Purpose: : To gain insight into the mechanisms which underlie metastasis formation and growth in uveal melanoma by comparing gene expression patterns between primary uveal melanomas and liver metastasis from uveal melanoma.

Methods: : Seven primary uveal melanomas and seven liver metastases from uveal melanoma were included in the study. Microarray analysis was performed using a spotted oligonucleotide microarray containing 36,000 features and by applying a reference sample study design. Genes with metastasis associated expression pattern were identified using the Significance Analysis for Microarray (SAM) algorithm. Primary tumors and metastasis were characterized in terms of cell type (by conventional histology), microcirculation patterns (on PAS stained sections), proliferative activity of tumor cells (using Ki–67 immunostaining), and apoptosis rate (on TUNEL stained sections).

Results: : Microarray analysis identified 193 features that showed metastasis associated expression pattern at the False Discovery Rate (FDR) level of 0%. Nine of these features showed increased mRNA levels in metastasis compared with primary tumors while 184 showed decreased mRNA levels in metastasis.
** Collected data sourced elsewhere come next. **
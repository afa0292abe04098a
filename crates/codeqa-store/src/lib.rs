//! Vector stores for embedded source chunks.
//!
//! [`SqliteVectorStore`] is the persistent local default, [`QdrantVectorStore`]
//! talks to a remote Qdrant instance and [`InMemoryVectorStore`] keeps
//! everything in process.

pub mod error;
pub mod in_memory;
pub mod qdrant;
pub mod sqlite;
pub mod vector_store;

pub use error::VectorStoreError;
pub use in_memory::InMemoryVectorStore;
pub use qdrant::QdrantVectorStore;
pub use sqlite::SqliteVectorStore;
pub use vector_store::{
    BoxFuture, ChunkMetadata, EmbeddingRecord, GetResult, QueryHit, VectorStore,
    cosine_similarity,
};
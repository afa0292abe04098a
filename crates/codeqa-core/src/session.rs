//! Interactive question loop.

use codeqa_index::{IndexError, QueryEngine};
use codeqa_llm::LlmProvider;

use crate::channel::{Channel, ChannelError};

pub const BANNER: &str = "Ask any question about your codebase (type 'exit' to quit):";
pub const GOODBYE: &str = "Goodbye!";
pub const EMPTY_QUESTION_HINT: &str = "Please enter a valid question.";

#[derive(Debug, thiserror::Error)]
pub enum SessionError {
    #[error("channel error: {0}")]
    Channel(#[from] ChannelError),

    #[error("query failed: {0}")]
    Query(#[from] IndexError),
}

#[must_use]
pub fn format_answer(answer: &str) -> String {
    format!("Answer:\n{answer}")
}

fn is_exit_word(input: &str) -> bool {
    input.eq_ignore_ascii_case("exit") || input.eq_ignore_ascii_case("quit")
}

/// Reads questions from a channel and answers each one until the user
/// exits or input ends.
pub struct Session<'a, Ch, E: LlmProvider, C: LlmProvider> {
    channel: Ch,
    engine: &'a QueryEngine<E, C>,
}

impl<'a, Ch, E, C> Session<'a, Ch, E, C>
where
    Ch: Channel,
    E: LlmProvider,
    C: LlmProvider,
{
    #[must_use]
    pub fn new(channel: Ch, engine: &'a QueryEngine<E, C>) -> Self {
        Self { channel, engine }
    }

    pub fn into_channel(self) -> Ch {
        self.channel
    }

    /// Run the loop. Returns the number of questions answered.
    ///
    /// # Errors
    ///
    /// Channel failures and gateway or store errors end the session.
    pub async fn run(&mut self) -> Result<usize, SessionError> {
        let mut answered = 0;
        self.channel.send(BANNER).await?;
        while let Some(message) = self.channel.recv().await? {
            let question = message.text.trim();
            if is_exit_word(question) {
                self.channel.send(GOODBYE).await?;
                break;
            }
            if question.is_empty() {
                self.channel.send(EMPTY_QUESTION_HINT).await?;
                continue;
            }

            tracing::info!(question, "answering");
            let answer = self.engine.ask(question).await?;
            self.channel.send(&format_answer(&answer)).await?;
            answered += 1;
        }
        tracing::debug!(answered, "session ended");
        Ok(answered)
    }
}
use bytes::{Buf, BufMut, Bytes, BytesMut};
use tokio_util::codec::{Decoder, Encoder};
use tracing::warn;

use crate::error::BusError;

use super::commands::{FunctionCode, Request};
use super::frame::{crc16, EXCEPTION_FLAG};


/// Length of the response at the start of `src`, if enough of it has arrived to tell.
fn response_len(src: &[u8]) -> Result<Option<usize>, BusError> {
    let len = match src {
        [_, function, ..] if function & EXCEPTION_FLAG != 0 => 5, // addr, func, code, crc[2]
        [_, function, byte_count, ..] if *function == FunctionCode::ReadInputRegisters as u8 => {
            3 + *byte_count as usize + 2
        },
        [_, function, ..] => match FunctionCode::from_repr(*function) {
            Some(FunctionCode::WriteSingleRegister | FunctionCode::WriteMultipleRegisters) => 8,
            // byte count not yet received
            Some(FunctionCode::ReadInputRegisters) => return Ok(None),
            None => {
                return Err(BusError::ProtocolViolation(format!("unexpected function code {function:#04x} in response")))
            }
        },
        _ => return Ok(None)
    };

    Ok(Some(len))
}

/// Length-aware framing of responses read by the master.
///
/// The frame length is derived from the function code (and the byte count of
/// read responses) so frames are split correctly no matter how the bytes were
/// chunked on their way in. Checksums are left to [`super::frame::validate`].
#[derive(Default)]
pub struct ResponseCodec;

impl ResponseCodec {
    pub fn new() -> Self {
        ResponseCodec
    }
}

impl Decoder for ResponseCodec {
    type Item = Bytes;

    type Error = BusError;

    fn decode(&mut self, src: &mut BytesMut) -> Result<Option<Self::Item>, Self::Error> {
        let Some(len) = response_len(src)? else {
            return Ok(None)
        };

        if src.len() < len {
            src.reserve(len - src.len());
            return Ok(None)
        }

        Ok(Some(src.split_to(len).freeze()))
    }
}


/// Slave-side framing: decodes requests from a master and encodes raw response frames.
#[derive(Default)]
pub struct AdaptorCodec;

impl AdaptorCodec {
    pub fn new() -> Self {
        AdaptorCodec
    }
}

fn request_len(src: &[u8]) -> Option<usize> {
    match src {
        [_, 0x04 | 0x06, ..] => Some(8),
        [_, 0x10, _, _, _, _, byte_count, ..] => Some(9 + *byte_count as usize),
        _ => None
    }
}

impl Decoder for AdaptorCodec {
    type Item = Request;

    type Error = std::io::Error;

    fn decode(&mut self, src: &mut BytesMut) -> Result<Option<Self::Item>, Self::Error> {
        loop {
            if src.len() < 2 {
                return Ok(None)
            }

            let Some(function) = FunctionCode::from_repr(src[1]) else {
                // not a request we understand, skip the junk to resync
                src.advance(1);
                continue;
            };

            let Some(len) = request_len(src) else {
                return Ok(None)
            };

            if src.len() < len {
                src.reserve(len - src.len());
                return Ok(None)
            }

            let mut frame = src.split_to(len);
            let checksum = frame.split_off(len - 2).get_u16_le();

            let expected = crc16(&frame);
            if expected != checksum {
                warn!("dropping request with invalid checksum (expected {expected:#06x}, actual: {checksum:#06x})");
                continue;
            }

            let slave = frame.get_u8();
            let _function = frame.get_u8();
            let address = frame.get_u16();

            let request = match function {
                FunctionCode::ReadInputRegisters => Request::ReadInputRegisters {
                    slave, address, count: frame.get_u16()
                },
                FunctionCode::WriteSingleRegister => Request::WriteSingleRegister {
                    slave, address, value: [frame.get_u8(), frame.get_u8()]
                },
                FunctionCode::WriteMultipleRegisters => {
                    let _count = frame.get_u16();
                    let _byte_count = frame.get_u8();

                    Request::WriteMultipleRegisters { slave, address, values: frame.freeze() }
                }
            };

            return Ok(Some(request))
        }
    }
}

impl Encoder<Bytes> for AdaptorCodec {
    type Error = std::io::Error;

    fn encode(&mut self, frame: Bytes, dst: &mut BytesMut) -> Result<(), Self::Error> {
        dst.reserve(frame.len());
        dst.put(frame);

        Ok(())
    }
}


#[cfg(test)]
mod tests {
    use futures::StreamExt;
    use tokio_util::codec::FramedRead;

    use super::*;
    use crate::protocol::commands::*;
    use crate::protocol::frame::with_checksum;

    #[tokio::test]
    async fn test_response_codec_decode() {
        let read_response = with_checksum(&[0x01, 0x04, 0x04, 0x00, 0x01, 0x00, 0x02]);
        let write_echo = with_checksum(&[0x01, 0x10, 0x00, 0x00, 0x00, 0x03]);
        let exception = with_checksum(&[0x01, 0x84, 0x02]);

        let mut buf = BytesMut::new();
        buf.put(&read_response[..]);
        buf.put(&write_echo[..]);
        buf.put(&exception[..]);

        let mut fr = FramedRead::new(&buf[..], ResponseCodec::new());

        assert_eq!(&fr.next().await.unwrap().unwrap()[..], &read_response[..]);
        assert_eq!(&fr.next().await.unwrap().unwrap()[..], &write_echo[..]);
        assert_eq!(&fr.next().await.unwrap().unwrap()[..], &exception[..]);
        assert!(fr.next().await.is_none());
    }

    #[test]
    fn test_response_codec_partial() {
        let mut codec = ResponseCodec::new();
        let response = with_checksum(&[0x01, 0x04, 0x02, 0x00, 0x01]);

        let mut buf = BytesMut::new();
        buf.put(&response[..2]);
        assert!(codec.decode(&mut buf).unwrap().is_none());

        buf.put(&response[2..5]);
        assert!(codec.decode(&mut buf).unwrap().is_none());

        buf.put(&response[5..]);
        assert_eq!(&codec.decode(&mut buf).unwrap().unwrap()[..], &response[..]);
        assert!(buf.is_empty());
    }

    #[test]
    fn test_response_codec_unknown_function() {
        let mut codec = ResponseCodec::new();
        let mut buf = BytesMut::from(&[0x01, 0x03, 0x02, 0x00][..]);

        assert!(matches!(codec.decode(&mut buf), Err(BusError::ProtocolViolation(_))));
    }

    #[tokio::test]
    async fn test_adaptor_codec_decode() {
        let read = Request::read_input_registers(1, 30002, 1).unwrap();
        let write = Request::write_multiple_registers(1, 40004, &[0x00, 0x01, 0x00, 0x02]).unwrap();
        let single = Request::write_single_register(1, 40001, [0x00, 0x01]).unwrap();

        let mut buf = BytesMut::new();
        buf.put(&[0xff, 0x33][..]); // some junk
        read.encode(&mut buf);

        let mut corrupted = BytesMut::new();
        single.encode(&mut corrupted);
        corrupted[5] ^= 0x01;
        buf.put(corrupted);

        write.encode(&mut buf);
        single.encode(&mut buf);

        let mut fr = FramedRead::new(&buf[..], AdaptorCodec::new());

        assert_eq!(fr.next().await.unwrap().unwrap(), read);
        assert_eq!(fr.next().await.unwrap().unwrap(), write);
        assert_eq!(fr.next().await.unwrap().unwrap(), single);
        assert!(fr.next().await.is_none());
    }
}
use std::{sync::Arc, time::Duration};

use anyhow::{Result, bail};
use clap::Parser;
use daikinmodbus::{config::init_logging, emulator::*, protocol::addresses::UNIT_COUNT, unit::StatusBlock};
use rand::Rng;
use tokio::{net::TcpListener, sync::Mutex, time::sleep};
use tracing::{info, warn};


/// Emulator for the Modbus adaptor and the units behind it
///
/// Connect with a tcp+raw://host:port URL.
#[derive(Parser, Debug)]
#[command(author, version, about, long_about = None)]
struct Args {
    /// Address and port to listen on (host:port)
    #[arg(default_value = "127.0.0.1:5020")]
    listen: String,

    /// Slots with an air conditioner connected
    #[arg(long, value_delimiter = ',', default_values_t = [0, 1, 3])]
    units: Vec<usize>,

    /// Slots with a heat reclaim ventilation unit connected
    #[arg(long, value_delimiter = ',')]
    ventilation: Vec<usize>,

    /// Seconds the adaptor reports "not ready" after starting
    #[arg(long, default_value_t = 0)]
    boot_secs: u64,
}


/// A status block for a unit that is on, heating, at a random room temperature.
fn random_status() -> StatusBlock {
    let room: i16 = rand::thread_rng().gen_range(180..260);
    let setpoint: i16 = 220;

    let mut status = [0; 12];
    status[0..2].copy_from_slice(&1u16.to_be_bytes());
    status[2..4].copy_from_slice(&1u16.to_be_bytes());
    status[4..6].copy_from_slice(&setpoint.to_be_bytes());
    status[8..10].copy_from_slice(&room.to_be_bytes());
    status
}


#[tokio::main]
async fn main() -> Result<()> {
    let args = Args::parse();

    init_logging();

    let mut adaptor = Adaptor::new();

    for &index in &args.units {
        if index >= UNIT_COUNT {
            bail!("unit slot {index} out of range");
        }
        adaptor.connect(index, AIR_CONDITIONER_CAPABILITIES, random_status());
    }

    for &index in &args.ventilation {
        if index >= UNIT_COUNT {
            bail!("unit slot {index} out of range");
        }
        adaptor.connect(index, VENTILATION_CAPABILITIES, random_status());
    }

    let adaptor = Arc::new(Mutex::new(adaptor));

    if args.boot_secs > 0 {
        adaptor.lock().await.set_ready(false);

        tokio::spawn({
            let adaptor = adaptor.clone();
            let boot = Duration::from_secs(args.boot_secs);

            async move {
                sleep(boot).await;
                adaptor.lock().await.set_ready(true);
                info!("adaptor ready");
            }
        });
    }

    let listener = TcpListener::bind(&args.listen).await?;

    info!("listening on {}", args.listen);

    loop {
        let (socket, addr) = listener.accept().await?;

        socket.set_nodelay(true)?;

        info!("new connection from {addr}");

        tokio::spawn({
            let adaptor = adaptor.clone();

            async move {
                if let Err(err) = serve(socket, adaptor).await {
                    warn!("connection from {addr} failed: {err}");
                }
            }
        });
    }
}
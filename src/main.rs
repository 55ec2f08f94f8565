use anyhow::Result;
use clap::Parser;
use daikinmodbus::{config::{init_logging, BusArgs}, engine::Engine};
use tracing::info;


/// Keep every unit behind the adaptor discovered and in sync, logging each
/// unit's status registers as they are read.
#[derive(Parser, Debug)]
#[command(author, version, about, long_about = None)]
struct Args {
    #[command(flatten)]
    bus: BusArgs,
}


#[tokio::main]
async fn main() -> Result<()> {
    let args = Args::parse();

    init_logging();

    let client = args.bus.connect().await?;

    let mut engine = Engine::new(client, args.bus.engine_config());

    engine.on_status(|unit, status| {
        info!("unit {} ({}): {:02x?}", unit.index(), unit.kind(), status);
    });

    let handle = engine.spawn();

    tokio::signal::ctrl_c().await?;

    info!("shutting down");
    drop(handle);

    Ok(())
}
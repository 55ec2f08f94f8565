use std::time::Duration;

use anyhow::{Result, Context, bail};
use tokio::net::TcpStream;
use tokio_serial::{SerialStream, SerialPortBuilderExt};
use tracing_subscriber::EnvFilter;
use url::Url;

use crate::engine::EngineConfig;
use crate::protocol::addresses::DEFAULT_SLAVE;
use crate::sequencer::{Client, Sequencer, SequencerConfig};
use crate::transport::Framing;


pub const DEFAULT_BAUD_RATE: u32 = 9600;


/// Log to stderr, filtered by `RUST_LOG` (default `info`).
pub fn init_logging() {
    let filter = EnvFilter::try_from_default_env()
        .unwrap_or_else(|_| EnvFilter::new("info"));

    tracing_subscriber::fmt()
        .with_env_filter(filter)
        .init();
}


/// Bus connection arguments shared by every binary.
#[derive(clap::Args, Debug, Clone)]
pub struct BusArgs {
    /// URL of the port to connect to
    ///
    /// either serial:///device/path or tcp+raw://host:port URLs supported
    pub port: Url,

    /// Baud rate of serial ports (the line is always 8E1)
    #[arg(long, default_value_t = DEFAULT_BAUD_RATE)]
    pub baud: u32,

    /// How responses are split into frames: chunk-length or length-aware
    #[arg(long, default_value_t = Framing::ChunkLength)]
    pub framing: Framing,

    /// Idle time before each request
    #[arg(long, default_value_t = 25)]
    pub silent_interval_ms: u64,

    /// Time to wait for each response
    #[arg(long, default_value_t = 1000)]
    pub timeout_ms: u64,

    /// Modbus slave address of the adaptor
    #[arg(long, default_value_t = DEFAULT_SLAVE)]
    pub slave: u8,

    /// Register number of unit 0's first control register
    #[arg(long, default_value_t = crate::protocol::addresses::CONTROL_FIRST)]
    pub control_base: u16,
}

impl BusArgs {
    pub fn sequencer_config(&self) -> SequencerConfig {
        SequencerConfig {
            silent_interval: Duration::from_millis(self.silent_interval_ms),
            response_timeout: Duration::from_millis(self.timeout_ms),
            framing: self.framing
        }
    }

    pub fn engine_config(&self) -> EngineConfig {
        EngineConfig {
            slave: self.slave,
            control_register_base: self.control_base,
            ..Default::default()
        }
    }

    /// Open the port and start a command sequencer on it.
    pub async fn connect(&self) -> Result<Client> {
        let port = Port::open(&self.port, self.baud).await?;

        Ok(port.spawn_sequencer(self.sequencer_config()))
    }
}


/// The adaptor's line: 8 data bits, even parity, 1 stop bit.
fn bus_line(path: &str, baud: u32) -> tokio_serial::SerialPortBuilder {
    tokio_serial::new(path, baud)
        .data_bits(tokio_serial::DataBits::Eight)
        .parity(tokio_serial::Parity::Even)
        .stop_bits(tokio_serial::StopBits::One)
}

/// Host and port of a `tcp+raw://host:port` URL.
fn socket_addr(url: &Url) -> Result<(&str, u16)> {
    let host = url.host_str()
        .with_context(|| format!("no host in {url}"))?;

    let port = url.port()
        .with_context(|| format!("no port number in {url}"))?;

    Ok((host, port))
}


/// The line to the adaptor, either a local serial device or a serial server
/// reached over raw TCP.
pub enum Port {
    Serial(SerialStream),
    TcpRaw(TcpStream)
}

impl Port {
    pub async fn open(url: &Url, baud: u32) -> Result<Self> {
        let port = match url.scheme() {
            "serial" => Self::Serial(
                bus_line(url.path(), baud).open_native_async()
                    .with_context(|| format!("failed to open serial port {}", url.path()))?
            ),
            "tcp+raw" => {
                let stream = TcpStream::connect(socket_addr(url)?).await
                    .with_context(|| format!("failed to connect to {url}"))?;

                stream.set_nodelay(true)?;

                Self::TcpRaw(stream)
            },
            other => bail!("url scheme {other} not supported (use serial:// or tcp+raw://)")
        };

        Ok(port)
    }

    pub fn spawn_sequencer(self, config: SequencerConfig) -> Client {
        match self {
            Port::Serial(port) => Sequencer::spawn(port, config),
            Port::TcpRaw(stream) => Sequencer::spawn(stream, config),
        }
    }
}


#[cfg(test)]
mod tests {
    use clap::Parser;

    use super::*;

    #[derive(Parser)]
    struct Args {
        #[command(flatten)]
        bus: BusArgs,
    }

    #[test]
    fn test_defaults() {
        let args = Args::parse_from(["test", "serial:///dev/ttyUSB0"]);

        assert_eq!(args.bus.port.scheme(), "serial");
        assert_eq!(args.bus.port.path(), "/dev/ttyUSB0");
        assert_eq!(args.bus.baud, DEFAULT_BAUD_RATE);

        let config = args.bus.sequencer_config();
        assert_eq!(config.silent_interval, Duration::from_millis(25));
        assert_eq!(config.response_timeout, Duration::from_millis(1000));
        assert_eq!(config.framing, Framing::ChunkLength);

        let config = args.bus.engine_config();
        assert_eq!(config.slave, 1);
        assert_eq!(config.control_register_base, 40001);
    }

    #[test]
    fn test_overrides() {
        let args = Args::parse_from([
            "test", "tcp+raw://localhost:5020",
            "--framing", "length-aware",
            "--silent-interval-ms", "40",
            "--control-base", "42001",
        ]);

        assert_eq!(args.bus.sequencer_config().framing, Framing::LengthAware);
        assert_eq!(args.bus.sequencer_config().silent_interval, Duration::from_millis(40));
        assert_eq!(args.bus.engine_config().control_register_base, 42001);
    }

    #[test]
    fn test_socket_addr() {
        let url = Url::parse("tcp+raw://adaptor.local:5020").unwrap();
        assert_eq!(socket_addr(&url).unwrap(), ("adaptor.local", 5020));

        let url = Url::parse("tcp+raw://adaptor.local").unwrap();
        assert!(socket_addr(&url).is_err());
    }

    #[tokio::test]
    async fn test_unsupported_scheme() {
        let url = Url::parse("http://localhost/").unwrap();
        assert!(Port::open(&url, DEFAULT_BAUD_RATE).await.is_err());
    }
}
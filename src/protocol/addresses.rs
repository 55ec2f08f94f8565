/// Slave address of the adaptor. There is only ever one on the bus.
pub const DEFAULT_SLAVE: u8 = 1;

/// Number of addressable unit slots behind the adaptor.
pub const UNIT_COUNT: usize = 16;

// input registers (read only, function 0x04)
pub const INPUT_REGISTER_BASE: u16 = 30001;

pub const ADAPTOR_STATUS: u16 = 30001;
pub const CONNECTION_STATUS: u16 = 30002;

/// 3 registers per unit
pub const CAPABILITY_FIRST: u16 = 31001;
pub const CAPABILITY_REGISTERS_PER_UNIT: u16 = 3;
pub const CAPABILITY_UNITS_PER_PAGE: usize = 8;

/// 6 registers per unit
pub const STATUS_FIRST: u16 = 32001;
pub const STATUS_REGISTERS_PER_UNIT: u16 = 6;
pub const STATUS_PAGES: u16 = 3;

// holding registers (function 0x06 / 0x10)
pub const HOLDING_REGISTER_BASE: u16 = 40001;

/// 3 registers per unit
pub const CONTROL_FIRST: u16 = 40001;
pub const CONTROL_REGISTERS_PER_UNIT: u16 = 3;

/// Largest read the adaptor answers in one response.
pub const MAX_READ_REGISTERS: u16 = 32;

/// Largest multi-register write the adaptor accepts.
pub const MAX_WRITE_REGISTERS: u16 = 30;

/// Largest chunk the adaptor emits at a time. A shorter chunk ends a response.
pub const MAX_CHUNK: usize = 32;
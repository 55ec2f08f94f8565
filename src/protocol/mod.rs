pub mod addresses;
pub mod codec;
pub mod commands;
pub mod frame;
/// Handle to a spawned [`Engine`], for the layer presenting units to users.
#[derive(Clone)]
pub struct EngineHandle {
    requests: mpsc::Sender<EngineRequest>,
    units: watch::Receiver<UnitTable>,
    client: Client,
}

impl EngineHandle {
    async fn request<F>(&self, request: F) -> Result<()> where
        F: FnOnce(oneshot::Sender<Result<()>>) -> EngineRequest
    {
        let (outcome_send, outcome_recv) = oneshot::channel();

        self.requests.send(request(outcome_send)).await
            .map_err(|_| BusError::Closed)?;

        outcome_recv.await.map_err(|_| BusError::Closed)?
    }

    /// Latest known state of a unit, without bus traffic. `None` if absent.
    pub fn read(&self, unit: u8) -> Option<Unit> {
        self.units.borrow().get(unit as usize).cloned().flatten()
    }

    pub fn units(&self) -> UnitTable {
        self.units.borrow().clone()
    }

    /// A receiver notified whenever the unit table changes.
    pub fn subscribe(&self) -> watch::Receiver<UnitTable> {
        self.units.clone()
    }

    pub async fn write(&self, unit: u8, offset: usize, value: [u8; 2]) -> Result<()> {
        self.request(|outcome| EngineRequest::Write { unit, offset, value, outcome }).await
    }

    /// Debounced refresh.
    pub async fn sync(&self) -> Result<()> {
        self.request(EngineRequest::Sync).await
    }

    /// Re-run discovery now.
    pub async fn discover(&self) -> Result<()> {
        self.request(EngineRequest::Discover).await
    }

    /// The command sequencer, for raw register access.
    pub fn client(&self) -> &Client {
        &self.client
    }
}
//! Core types for channel acquisition and handle diagnostics.

use std::fs::OpenOptions;
use std::sync::atomic::{AtomicU64, Ordering};

/// Access mode for an acquired channel.
///
/// Read-write is the default and the mode storage engines use in practice;
/// read-only is a configuration option for consumers that only inspect
/// existing files, not a separate behavioral branch in the handle.
#[derive(Debug, Clone, Copy, Default, PartialEq, Eq, Hash)]
pub enum Mode {
    /// Read and write access. The file is created if it does not exist.
    #[default]
    ReadWrite,
    /// Read-only access. The file must already exist.
    ReadOnly,
}

impl Mode {
    /// Returns `true` if this mode permits writing.
    #[inline]
    pub const fn is_writable(self) -> bool {
        matches!(self, Mode::ReadWrite)
    }

    pub(crate) fn open_options(self) -> OpenOptions {
        let mut options = OpenOptions::new();
        match self {
            Mode::ReadWrite => {
                options.read(true).write(true).create(true);
            }
            Mode::ReadOnly => {
                options.read(true);
            }
        }
        options
    }
}

/// Injectable counter for diagnostic handle identifiers.
///
/// Handles carry an id only for log correlation; it has no bearing on
/// correctness. Rather than a hidden process-wide counter, consumers that
/// want per-handle ids own one of these and tag handles explicitly:
///
/// ```rust,no_run
/// use chanfile::{FileHandle, InstanceCounter, Mode, StdChannelManager};
/// use std::sync::Arc;
///
/// # fn main() -> Result<(), chanfile::FileError> {
/// let ids = InstanceCounter::new();
/// let manager = Arc::new(StdChannelManager::new());
/// let handle = FileHandle::open(manager, "/tmp/a.dat", Mode::ReadWrite)?
///     .with_id(ids.next());
/// assert_eq!(handle.id(), 1);
/// # Ok(())
/// # }
/// ```
#[derive(Debug)]
pub struct InstanceCounter(AtomicU64);

impl InstanceCounter {
    /// Create a counter whose first [`next`](InstanceCounter::next) is 1.
    ///
    /// Id 0 is reserved to mean "untagged".
    pub const fn new() -> Self {
        Self(AtomicU64::new(1))
    }

    /// Return the next id, monotonically increasing per counter.
    pub fn next(&self) -> u64 {
        self.0.fetch_add(1, Ordering::SeqCst)
    }
}

impl Default for InstanceCounter {
    fn default() -> Self {
        Self::new()
    }
}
Consistent with findings from other cancer types, genes which show increased expression in metastasis are involved in protein synthesis. Genes which show decreased expression in metastasis belongs to variety of functional classes. SAM assessment and hierarchical clustering revealed that gene expression patterns differ between primary and metastatic lesion significantly more than across tumors classified according to prognostic factors such as microcirculation patterns and cell type.

Conclusions: : Multiple genes show altered expression patterns in liver metastasis from uveal melanoma compared with primary uveal melanoma. Further studies will demonstrate the potential role of these genes in the development and growth of such liver metastasis.